A team of five researchers has published a significant theoretical paper that finally provides rigorous mathematical guarantees for the two main variants of the No-U-Turn Sampler (NUTS). NUTS is the default Markov Chain Monte Carlo (MCMC) algorithm in major probabilistic programming libraries like PyMC, NumPyro, and Stan, used by thousands of data scientists for Bayesian inference. The paper, "A Theoretical Comparison of No-U-Turn Sampler Variants," tackles a long-standing gap by establishing the first necessary conditions for geometric ergodicity for both the NUTS-mul (multinomial sampling) and NUTS-BPS (biased progressive sampling) variants, and the first sufficient conditions for NUTS-mul.

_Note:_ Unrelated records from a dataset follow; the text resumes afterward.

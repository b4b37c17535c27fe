use super::{read, run, workspace};

#[test]
fn move_creates_target_and_rewires_importers() {
    let models = "export interface Payload {\n    id: string;\n}\n\nexport interface Inner<T> {\n    value: T;\n}\n\nexport interface Wrapper<T> {\n    inner: T;\n}\n";
    let service = concat!(
        "import { Payload, Inner, Wrapper } from './models';\n",
        "import { readFileSync } from 'fs';\n",
        "\n",
        "export function unwrap(input: Wrapper<Inner<Payload>>): string {\n",
        "    return input.inner.value.id;\n",
        "}\n",
        "\n",
        "export function load(path: string): string {\n",
        "    return readFileSync(path, 'utf8');\n",
        "}\n",
    );
    let app = "import { unwrap, load } from './service';\n\nexport const id = unwrap({ inner: { value: { id: load('x') } } });\n";
    let dir = workspace(&[
        ("tsconfig.json", "{}\n"),
        ("src/models.ts", models),
        ("src/service.ts", service),
        ("src/app.ts", app),
    ]);

    let result = run(
        dir.path(),
        r#"[{"operation": "move", "selector": {"kind": "function", "name": "unwrap", "filePath": "src/service.ts"}, "targetFilePath": "src/lib/unwrap.ts"}]"#,
    );
    assert!(result.success, "{:?}", result.error);
    assert!(result.results[0].affected_files.contains("src/lib/unwrap.ts"));

    let target = read(&dir, "src/lib/unwrap.ts");
    assert!(target.contains("export function unwrap(input: Wrapper<Inner<Payload>>): string"));
    assert!(target.contains("from \"../models\""));
    for name in ["Payload", "Inner", "Wrapper"] {
        assert!(target.contains(name), "{name} missing from target import");
    }
    assert!(!target.contains("readFileSync"));

    let service = read(&dir, "src/service.ts");
    assert!(!service.contains("unwrap"));
    assert!(!service.contains("./models"));
    assert!(service.contains("import { readFileSync } from 'fs';"));
    assert!(service.contains("export function load"));

    let app = read(&dir, "src/app.ts");
    assert!(app.contains("import { load } from './service';"));
    assert!(app.contains("from './lib/unwrap'"));
    assert!(app.contains("unwrap({"));
}

#[test]
fn collision_at_target_leaves_workspace_untouched() {
    let a = "export function shared(): number {\n    return 1;\n}\n";
    let b = "export function shared(): number {\n    return 2;\n}\n";
    let dir = workspace(&[("src/a.ts", a), ("src/b.ts", b)]);

    let result = run(
        dir.path(),
        r#"[{"operation": "move", "selector": {"kind": "function", "name": "shared", "filePath": "src/a.ts"}, "targetFilePath": "src/b.ts"}]"#,
    );

    assert!(!result.success);
    assert!(result.results[0]
        .error
        .as_deref()
        .unwrap()
        .contains("already declares 'shared'"));
    assert_eq!(read(&dir, "src/a.ts"), a);
    assert_eq!(read(&dir, "src/b.ts"), b);
}

#[test]
fn nested_member_cannot_be_moved() {
    let source = "export class Queue {\n    push(item: string) {\n        return item;\n    }\n}\n";
    let dir = workspace(&[("src/queue.ts", source)]);

    let result = run(
        dir.path(),
        r#"[{"operation": "move", "selector": {"kind": "method", "name": "push", "filePath": "src/queue.ts", "parent": {"name": "Queue", "kind": "class"}}, "targetFilePath": "src/push.ts"}]"#,
    );

    assert!(!result.success);
    assert!(result.results[0]
        .error
        .as_deref()
        .unwrap()
        .contains("move its parent instead"));
    assert!(!dir.path().join("src/push.ts").exists());
}

#[test]
fn parameters_named_like_source_locals_stay_behind() {
    let a = "const config = { verbose: true };\n\nexport function read(config: string): string {\n    const trimmed = config.trim();\n    return trimmed;\n}\n\nexport const verbose = config.verbose;\n";
    let dir = workspace(&[("src/a.ts", a)]);

    let result = run(
        dir.path(),
        r#"[{"operation": "move", "selector": {"kind": "function", "name": "read", "filePath": "src/a.ts"}, "targetFilePath": "src/b.ts"}]"#,
    );
    assert!(result.success, "{:?}", result.error);
    assert!(result.results[0].warnings.is_empty(), "{:?}", result.results[0].warnings);

    let target = read(&dir, "src/b.ts");
    assert!(target.contains("export function read(config: string): string {"));
    assert!(!target.contains("import"));

    let source = read(&dir, "src/a.ts");
    assert!(source.starts_with("const config = { verbose: true };"));
    assert!(!source.contains("export const config"));
    assert!(!source.contains("function read"));
}
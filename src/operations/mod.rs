//! Rename, move and remove handlers.
//!
//! Every handler follows the same shape: resolve the selector, validate,
//! collect verified [`Edit`]s per file, apply them through the project model
//! and report an [`OperationResult`]. Operation-level failures never escape
//! as errors; they are folded into the result.

pub mod imports;
pub mod move_symbol;
pub mod remove;
pub mod rename;

use crate::edit::Edit;
use crate::project::{ProjectError, ProjectModel};
use serde::Serialize;
use std::collections::{BTreeMap, BTreeSet};
use std::ops::Range;
use thiserror::Error;

/// Why a single operation failed.
#[derive(Error, Debug)]
pub enum OperationError {
    /// The selector does not resolve
    #[error("{0}")]
    NotFound(String),

    /// A precondition failed; nothing was mutated
    #[error("{}", blockers.join("; "))]
    ValidationBlocked { blockers: Vec<String> },

    /// Rewriting a file failed
    #[error(transparent)]
    Mutation(#[from] ProjectError),
}

/// Outcome of one operation.
#[derive(Debug, Clone, Default, PartialEq, Eq, Serialize)]
#[serde(rename_all = "camelCase")]
pub struct OperationResult {
    pub success: bool,
    pub affected_files: BTreeSet<String>,
    #[serde(skip_serializing_if = "Option::is_none")]
    pub error: Option<String>,
    #[serde(skip_serializing_if = "Vec::is_empty")]
    pub warnings: Vec<String>,
}

impl OperationResult {
    pub fn succeeded(affected_files: BTreeSet<String>, warnings: Vec<String>) -> Self {
        Self {
            success: true,
            affected_files,
            error: None,
            warnings,
        }
    }

    pub fn failed(error: &OperationError) -> Self {
        Self {
            success: false,
            affected_files: BTreeSet::new(),
            error: Some(error.to_string()),
            warnings: Vec::new(),
        }
    }

    /// Successful operation that changed nothing.
    pub fn no_op(reason: impl Into<String>) -> Self {
        Self::succeeded(BTreeSet::new(), vec![format!("no-op: {}", reason.into())])
    }
}

impl From<Result<OperationResult, OperationError>> for OperationResult {
    fn from(outcome: Result<OperationResult, OperationError>) -> Self {
        match outcome {
            Ok(result) => result,
            Err(e) => {
                tracing::warn!(error = %e, "operation failed");
                OperationResult::failed(&e)
            }
        }
    }
}

/// Edits collected across files before anything is applied.
#[derive(Debug, Default)]
pub(crate) struct EditSet {
    by_file: BTreeMap<String, Vec<Edit>>,
}

impl EditSet {
    pub fn push(&mut self, edit: Edit) {
        let edits = self.by_file.entry(edit.file.clone()).or_default();
        // The same span can be reached twice (e.g. specifier and usage scan)
        if !edits.contains(&edit) {
            edits.push(edit);
        }
    }

    pub fn extend(&mut self, edits: impl IntoIterator<Item = Edit>) {
        for edit in edits {
            self.push(edit);
        }
    }

    /// Apply every file's edits, returning the files changed.
    pub fn apply(self, project: &mut ProjectModel) -> Result<BTreeSet<String>, ProjectError> {
        let mut affected = BTreeSet::new();
        for (path, edits) in self.by_file {
            project.apply_edits(&path, edits)?;
            affected.insert(path);
        }
        Ok(affected)
    }
}

/// Grow a line-aligned removal span so it does not leave a doubled blank
/// line (or a blank line before a closing brace) behind.
pub(crate) fn tidy_removal(text: &str, span: Range<usize>) -> Range<usize> {
    let before = &text[..span.start];
    let after = &text[span.end..];
    let blank_before = before.is_empty() || before.ends_with("\n\n");

    if blank_before && after.starts_with('\n') {
        return span.start..span.end + 1;
    }
    let closes = after.is_empty() || after.trim_start_matches([' ', '\t']).starts_with('}');
    if before.ends_with("\n\n") && closes {
        return span.start - 1..span.end;
    }
    span
}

The core finding is that while both algorithms exhibit nearly identical qualitative behavior—their convergence depends on the target distribution's tail properties—they differ quantitatively in speed. For a standard d-dimensional Gaussian target, the mixing time for both scales as O(d^{1/4}), but the constants are strictly smaller for NUTS-BPS. This translates to NUTS-BPS having a faster convergence rate in practice, potentially offering a 15-20% performance improvement for complex, high-dimensional models. This work provides a solid mathematical foundation for algorithm selection and future optimizations in probabilistic computing.
- Establishes first necessary conditions for geometric ergodicity for both NUTS-mul and NUTS-BPS variants.
- Proves mixing times for both scale as O(d^{1/4}) on Gaussian targets, but NUTS-BPS has smaller constants.
- Provides theoretical justification for preferring NUTS-BPS in high-dimensional Bayesian inference tasks for faster convergence.
Why It Matters
This work provides the mathematical backbone for faster, more reliable Bayesian inference in fields from drug discovery to finance.